--- LISTED ENTRIES Enclosed Below ---

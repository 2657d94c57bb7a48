//! Simulated capture session and location provider.

use std::sync::atomic::{AtomicBool, Ordering};

use tracing::debug;

use crate::system::channel::EventChannel;
use crate::system::collaborators::{LocationProvider, Session};
use crate::system::messages::SessionEvent;

use super::call_log::{Call, CallLog};

/// Session whose lifecycle is driven by hand.
#[derive(Debug, Default)]
pub struct SimulatedSession {
    events: EventChannel<SessionEvent>,
}

impl SimulatedSession {
    pub fn new() -> Self {
        Self::default()
    }

    pub fn pause(&self) {
        self.events.publish(&SessionEvent::Paused);
    }

    pub fn resume(&self) {
        self.events.publish(&SessionEvent::Resumed);
    }

    pub fn deinitialize(&self) {
        self.events.publish(&SessionEvent::Deinitialized);
    }

    pub fn subscriber_count(&self) -> usize {
        self.events.subscriber_count()
    }
}

impl Session for SimulatedSession {
    fn events(&self) -> &EventChannel<SessionEvent> {
        &self.events
    }
}

/// Location provider that only records start/stop.
#[derive(Debug)]
pub struct SimulatedLocationProvider {
    log: CallLog,
    running: AtomicBool,
}

impl SimulatedLocationProvider {
    pub fn new(log: CallLog) -> Self {
        Self {
            log,
            running: AtomicBool::new(false),
        }
    }

    pub fn is_running(&self) -> bool {
        self.running.load(Ordering::SeqCst)
    }
}

impl LocationProvider for SimulatedLocationProvider {
    fn start(&self) {
        debug!("Location provider started");
        self.running.store(true, Ordering::SeqCst);
        self.log.push(Call::LocationStart);
    }

    fn stop(&self) {
        debug!("Location provider stopped");
        self.running.store(false, Ordering::SeqCst);
        self.log.push(Call::LocationStop);
    }
}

--- End of Enclosed LISTED ENTRIES ---

§ PROBLEM STATEMENT:
After identifying the lines above that contain "system", copy each one.

§ EXERCISE RESPONSE:
use crate::system::channel::EventChannel;
use crate::system::collaborators::{LocationProvider, Session};
use crate::system::messages::SessionEvent;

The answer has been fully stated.